Stored data entries:
[Start of section]

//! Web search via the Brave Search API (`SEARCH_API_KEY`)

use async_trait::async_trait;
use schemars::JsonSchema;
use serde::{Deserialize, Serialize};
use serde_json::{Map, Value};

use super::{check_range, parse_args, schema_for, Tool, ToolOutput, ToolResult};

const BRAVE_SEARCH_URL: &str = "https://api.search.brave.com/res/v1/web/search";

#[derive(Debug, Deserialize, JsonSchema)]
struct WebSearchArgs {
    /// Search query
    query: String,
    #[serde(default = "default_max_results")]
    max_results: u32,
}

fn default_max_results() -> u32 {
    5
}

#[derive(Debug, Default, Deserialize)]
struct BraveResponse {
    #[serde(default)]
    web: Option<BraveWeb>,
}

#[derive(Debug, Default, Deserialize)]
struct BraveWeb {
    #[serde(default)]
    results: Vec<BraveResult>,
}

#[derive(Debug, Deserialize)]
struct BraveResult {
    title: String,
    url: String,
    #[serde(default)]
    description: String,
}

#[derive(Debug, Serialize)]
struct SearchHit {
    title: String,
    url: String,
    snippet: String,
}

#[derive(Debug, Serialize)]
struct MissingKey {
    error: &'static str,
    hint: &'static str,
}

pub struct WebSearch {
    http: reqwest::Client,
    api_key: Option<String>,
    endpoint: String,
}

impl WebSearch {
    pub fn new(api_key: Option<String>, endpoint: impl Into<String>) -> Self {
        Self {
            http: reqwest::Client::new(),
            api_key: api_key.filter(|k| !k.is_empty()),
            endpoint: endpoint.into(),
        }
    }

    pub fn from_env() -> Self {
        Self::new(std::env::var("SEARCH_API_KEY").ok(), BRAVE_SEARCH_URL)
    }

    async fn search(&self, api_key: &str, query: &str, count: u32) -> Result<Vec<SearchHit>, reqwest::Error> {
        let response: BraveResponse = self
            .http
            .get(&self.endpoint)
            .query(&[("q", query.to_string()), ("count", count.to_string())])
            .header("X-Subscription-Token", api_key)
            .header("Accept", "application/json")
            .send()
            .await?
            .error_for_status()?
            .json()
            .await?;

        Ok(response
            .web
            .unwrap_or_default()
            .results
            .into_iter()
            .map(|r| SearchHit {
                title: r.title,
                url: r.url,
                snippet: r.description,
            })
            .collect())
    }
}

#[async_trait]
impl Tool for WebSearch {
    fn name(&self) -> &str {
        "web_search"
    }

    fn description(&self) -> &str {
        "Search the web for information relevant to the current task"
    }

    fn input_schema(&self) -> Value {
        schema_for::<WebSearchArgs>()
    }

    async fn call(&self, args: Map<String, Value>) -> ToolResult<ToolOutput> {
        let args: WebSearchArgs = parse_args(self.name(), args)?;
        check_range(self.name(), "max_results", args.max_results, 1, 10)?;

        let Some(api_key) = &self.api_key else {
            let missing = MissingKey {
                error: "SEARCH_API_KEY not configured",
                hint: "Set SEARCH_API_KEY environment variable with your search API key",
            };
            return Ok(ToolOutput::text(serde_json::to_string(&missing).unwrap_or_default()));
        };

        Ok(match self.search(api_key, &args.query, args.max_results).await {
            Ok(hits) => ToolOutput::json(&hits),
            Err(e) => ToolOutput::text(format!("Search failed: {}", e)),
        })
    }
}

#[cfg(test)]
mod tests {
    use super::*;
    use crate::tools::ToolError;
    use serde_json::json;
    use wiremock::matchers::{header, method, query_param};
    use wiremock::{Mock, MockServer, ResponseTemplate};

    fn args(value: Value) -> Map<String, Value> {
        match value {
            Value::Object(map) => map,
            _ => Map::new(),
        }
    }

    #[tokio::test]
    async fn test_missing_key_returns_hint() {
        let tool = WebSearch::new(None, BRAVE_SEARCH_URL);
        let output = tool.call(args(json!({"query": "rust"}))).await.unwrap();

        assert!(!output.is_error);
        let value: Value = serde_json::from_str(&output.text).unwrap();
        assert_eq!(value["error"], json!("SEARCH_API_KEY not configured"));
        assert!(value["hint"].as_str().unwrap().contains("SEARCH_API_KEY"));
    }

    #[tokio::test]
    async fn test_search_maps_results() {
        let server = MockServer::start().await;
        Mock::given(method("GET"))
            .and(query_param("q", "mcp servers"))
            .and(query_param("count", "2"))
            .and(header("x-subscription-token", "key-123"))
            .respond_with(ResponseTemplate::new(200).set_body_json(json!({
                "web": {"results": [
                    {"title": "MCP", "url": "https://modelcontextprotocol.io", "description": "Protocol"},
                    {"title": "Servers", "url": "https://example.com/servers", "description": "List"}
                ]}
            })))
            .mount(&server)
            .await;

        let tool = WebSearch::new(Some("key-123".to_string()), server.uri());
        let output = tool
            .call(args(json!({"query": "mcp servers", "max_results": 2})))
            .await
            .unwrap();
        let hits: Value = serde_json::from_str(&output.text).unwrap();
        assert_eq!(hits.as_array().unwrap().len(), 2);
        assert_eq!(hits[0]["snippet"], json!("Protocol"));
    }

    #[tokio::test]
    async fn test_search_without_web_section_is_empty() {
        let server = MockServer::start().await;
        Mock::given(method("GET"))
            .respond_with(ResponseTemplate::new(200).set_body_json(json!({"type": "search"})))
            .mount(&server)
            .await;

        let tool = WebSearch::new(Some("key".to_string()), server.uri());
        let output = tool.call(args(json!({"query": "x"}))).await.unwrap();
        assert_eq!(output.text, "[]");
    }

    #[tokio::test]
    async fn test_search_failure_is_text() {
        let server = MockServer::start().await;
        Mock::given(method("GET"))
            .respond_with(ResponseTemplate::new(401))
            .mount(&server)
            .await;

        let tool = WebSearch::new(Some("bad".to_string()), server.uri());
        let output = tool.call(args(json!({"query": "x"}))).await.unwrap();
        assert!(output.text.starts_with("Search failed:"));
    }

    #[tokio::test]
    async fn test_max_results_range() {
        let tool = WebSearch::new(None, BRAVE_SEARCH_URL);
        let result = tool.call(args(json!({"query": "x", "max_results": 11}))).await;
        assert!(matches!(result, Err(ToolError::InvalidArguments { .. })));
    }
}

[End of section]
[Start of section]

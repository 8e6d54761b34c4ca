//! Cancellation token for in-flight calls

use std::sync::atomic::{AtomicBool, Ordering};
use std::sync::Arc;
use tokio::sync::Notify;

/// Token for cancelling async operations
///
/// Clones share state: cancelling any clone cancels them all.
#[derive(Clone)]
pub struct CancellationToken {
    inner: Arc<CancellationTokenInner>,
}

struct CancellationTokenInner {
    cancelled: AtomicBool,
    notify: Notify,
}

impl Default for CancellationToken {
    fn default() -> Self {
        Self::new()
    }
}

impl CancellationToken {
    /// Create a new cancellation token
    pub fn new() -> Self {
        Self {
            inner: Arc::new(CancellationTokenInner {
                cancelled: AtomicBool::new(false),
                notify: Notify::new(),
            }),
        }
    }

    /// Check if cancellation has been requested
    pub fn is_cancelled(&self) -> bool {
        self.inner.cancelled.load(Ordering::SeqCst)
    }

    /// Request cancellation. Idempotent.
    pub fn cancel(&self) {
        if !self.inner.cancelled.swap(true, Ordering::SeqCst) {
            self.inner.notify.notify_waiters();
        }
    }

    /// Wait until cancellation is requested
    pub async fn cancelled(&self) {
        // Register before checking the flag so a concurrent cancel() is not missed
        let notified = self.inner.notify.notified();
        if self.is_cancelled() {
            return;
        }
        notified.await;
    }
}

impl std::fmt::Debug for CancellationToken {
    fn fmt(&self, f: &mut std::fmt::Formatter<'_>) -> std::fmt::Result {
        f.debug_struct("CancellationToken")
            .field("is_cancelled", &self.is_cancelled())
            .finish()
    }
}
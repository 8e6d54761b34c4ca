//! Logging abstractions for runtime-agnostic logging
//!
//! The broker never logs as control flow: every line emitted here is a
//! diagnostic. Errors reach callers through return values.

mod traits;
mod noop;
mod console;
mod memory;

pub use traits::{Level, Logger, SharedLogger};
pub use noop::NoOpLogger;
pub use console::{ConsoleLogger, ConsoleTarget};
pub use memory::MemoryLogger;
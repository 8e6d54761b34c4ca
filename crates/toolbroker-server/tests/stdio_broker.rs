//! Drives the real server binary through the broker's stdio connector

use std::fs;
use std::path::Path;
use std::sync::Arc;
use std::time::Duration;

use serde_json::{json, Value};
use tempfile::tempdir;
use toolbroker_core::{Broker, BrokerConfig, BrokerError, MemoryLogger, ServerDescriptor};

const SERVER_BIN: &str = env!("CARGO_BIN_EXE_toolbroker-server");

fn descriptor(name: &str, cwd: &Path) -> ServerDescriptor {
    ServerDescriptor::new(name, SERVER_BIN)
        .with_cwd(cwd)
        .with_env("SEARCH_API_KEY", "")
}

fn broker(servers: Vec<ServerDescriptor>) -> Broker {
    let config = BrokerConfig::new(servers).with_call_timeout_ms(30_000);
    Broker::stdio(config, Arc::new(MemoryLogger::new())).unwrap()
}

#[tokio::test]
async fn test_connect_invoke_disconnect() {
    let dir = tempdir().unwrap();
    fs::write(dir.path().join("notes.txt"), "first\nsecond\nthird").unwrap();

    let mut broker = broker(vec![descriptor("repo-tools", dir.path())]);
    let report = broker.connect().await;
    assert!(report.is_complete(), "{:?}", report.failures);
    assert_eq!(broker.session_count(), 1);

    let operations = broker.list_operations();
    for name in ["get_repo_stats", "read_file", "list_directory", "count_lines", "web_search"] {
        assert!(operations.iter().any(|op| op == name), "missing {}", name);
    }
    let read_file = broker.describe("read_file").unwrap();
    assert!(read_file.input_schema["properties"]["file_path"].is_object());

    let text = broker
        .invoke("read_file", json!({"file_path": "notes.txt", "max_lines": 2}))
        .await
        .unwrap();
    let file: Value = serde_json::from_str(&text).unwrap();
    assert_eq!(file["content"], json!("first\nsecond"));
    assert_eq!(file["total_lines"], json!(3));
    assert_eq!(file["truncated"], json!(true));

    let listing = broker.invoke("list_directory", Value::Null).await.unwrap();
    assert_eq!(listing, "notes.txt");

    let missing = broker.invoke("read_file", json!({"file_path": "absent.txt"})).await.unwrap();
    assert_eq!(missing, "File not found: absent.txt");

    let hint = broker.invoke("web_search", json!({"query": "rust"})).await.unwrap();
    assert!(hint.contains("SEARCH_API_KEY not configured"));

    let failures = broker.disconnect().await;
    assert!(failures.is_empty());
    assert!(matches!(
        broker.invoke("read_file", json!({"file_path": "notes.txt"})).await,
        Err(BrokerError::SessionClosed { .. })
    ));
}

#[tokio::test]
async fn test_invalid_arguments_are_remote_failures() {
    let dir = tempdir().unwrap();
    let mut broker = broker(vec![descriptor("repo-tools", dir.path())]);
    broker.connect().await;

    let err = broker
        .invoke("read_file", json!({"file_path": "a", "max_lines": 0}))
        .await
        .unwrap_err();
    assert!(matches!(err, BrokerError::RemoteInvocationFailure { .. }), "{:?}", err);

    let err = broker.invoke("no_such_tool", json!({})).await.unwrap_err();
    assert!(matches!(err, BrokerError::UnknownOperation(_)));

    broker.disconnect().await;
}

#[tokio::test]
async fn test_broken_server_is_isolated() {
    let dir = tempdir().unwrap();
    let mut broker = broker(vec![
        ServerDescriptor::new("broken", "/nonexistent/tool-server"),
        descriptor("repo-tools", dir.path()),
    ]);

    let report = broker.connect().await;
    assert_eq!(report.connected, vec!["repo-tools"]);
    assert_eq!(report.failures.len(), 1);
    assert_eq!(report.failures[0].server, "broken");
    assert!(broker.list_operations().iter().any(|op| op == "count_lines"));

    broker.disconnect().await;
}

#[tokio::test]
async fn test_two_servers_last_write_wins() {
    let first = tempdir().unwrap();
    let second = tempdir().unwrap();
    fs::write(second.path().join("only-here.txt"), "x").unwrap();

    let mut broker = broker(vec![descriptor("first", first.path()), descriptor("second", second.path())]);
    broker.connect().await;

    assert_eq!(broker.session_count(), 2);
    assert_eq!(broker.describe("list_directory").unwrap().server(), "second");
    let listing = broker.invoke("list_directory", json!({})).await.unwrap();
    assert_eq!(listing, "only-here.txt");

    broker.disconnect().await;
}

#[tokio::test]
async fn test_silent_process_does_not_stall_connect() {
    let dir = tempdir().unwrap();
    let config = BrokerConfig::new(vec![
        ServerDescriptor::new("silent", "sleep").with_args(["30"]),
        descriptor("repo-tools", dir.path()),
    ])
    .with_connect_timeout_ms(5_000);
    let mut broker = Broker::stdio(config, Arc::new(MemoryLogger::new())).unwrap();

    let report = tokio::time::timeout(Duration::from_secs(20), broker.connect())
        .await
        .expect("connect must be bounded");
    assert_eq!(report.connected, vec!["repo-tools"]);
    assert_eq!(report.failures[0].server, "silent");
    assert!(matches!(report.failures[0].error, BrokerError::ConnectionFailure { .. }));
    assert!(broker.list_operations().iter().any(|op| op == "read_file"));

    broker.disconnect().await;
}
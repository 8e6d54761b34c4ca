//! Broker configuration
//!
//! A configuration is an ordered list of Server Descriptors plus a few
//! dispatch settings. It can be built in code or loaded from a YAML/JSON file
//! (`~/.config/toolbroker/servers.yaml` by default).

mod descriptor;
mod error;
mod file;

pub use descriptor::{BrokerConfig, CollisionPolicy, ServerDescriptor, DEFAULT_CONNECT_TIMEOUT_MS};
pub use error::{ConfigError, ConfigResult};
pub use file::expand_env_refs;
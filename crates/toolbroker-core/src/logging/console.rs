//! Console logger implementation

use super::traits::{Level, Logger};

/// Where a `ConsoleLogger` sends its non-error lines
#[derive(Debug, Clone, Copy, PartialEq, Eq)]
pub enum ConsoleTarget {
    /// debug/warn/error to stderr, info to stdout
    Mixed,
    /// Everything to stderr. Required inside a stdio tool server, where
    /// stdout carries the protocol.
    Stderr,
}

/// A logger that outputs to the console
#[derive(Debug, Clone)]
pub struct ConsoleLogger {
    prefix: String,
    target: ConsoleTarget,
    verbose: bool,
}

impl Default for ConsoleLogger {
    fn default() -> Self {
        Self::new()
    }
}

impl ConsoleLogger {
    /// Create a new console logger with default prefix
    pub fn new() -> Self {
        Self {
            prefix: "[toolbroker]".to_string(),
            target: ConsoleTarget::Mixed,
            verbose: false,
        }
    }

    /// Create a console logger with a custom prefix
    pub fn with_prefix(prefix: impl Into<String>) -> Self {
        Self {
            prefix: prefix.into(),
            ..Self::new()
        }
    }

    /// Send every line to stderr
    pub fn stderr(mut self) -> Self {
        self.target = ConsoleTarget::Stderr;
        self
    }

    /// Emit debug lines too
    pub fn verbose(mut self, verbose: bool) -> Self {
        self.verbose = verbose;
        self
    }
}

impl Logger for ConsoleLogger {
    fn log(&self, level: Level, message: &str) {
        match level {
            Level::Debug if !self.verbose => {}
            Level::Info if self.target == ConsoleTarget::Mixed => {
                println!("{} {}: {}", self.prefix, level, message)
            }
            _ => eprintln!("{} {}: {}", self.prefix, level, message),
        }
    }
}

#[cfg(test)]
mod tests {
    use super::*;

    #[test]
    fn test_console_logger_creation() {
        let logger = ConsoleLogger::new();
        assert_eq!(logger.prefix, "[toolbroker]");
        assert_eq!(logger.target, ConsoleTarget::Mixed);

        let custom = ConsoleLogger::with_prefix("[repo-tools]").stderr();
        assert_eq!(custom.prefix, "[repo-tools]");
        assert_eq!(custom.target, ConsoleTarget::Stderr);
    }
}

[End of section]

TASK DIRECTIONS: Across the entries, how many lines hold the word "Duration"? Say only the number.

OUTPUT FOR THIS TASK: 2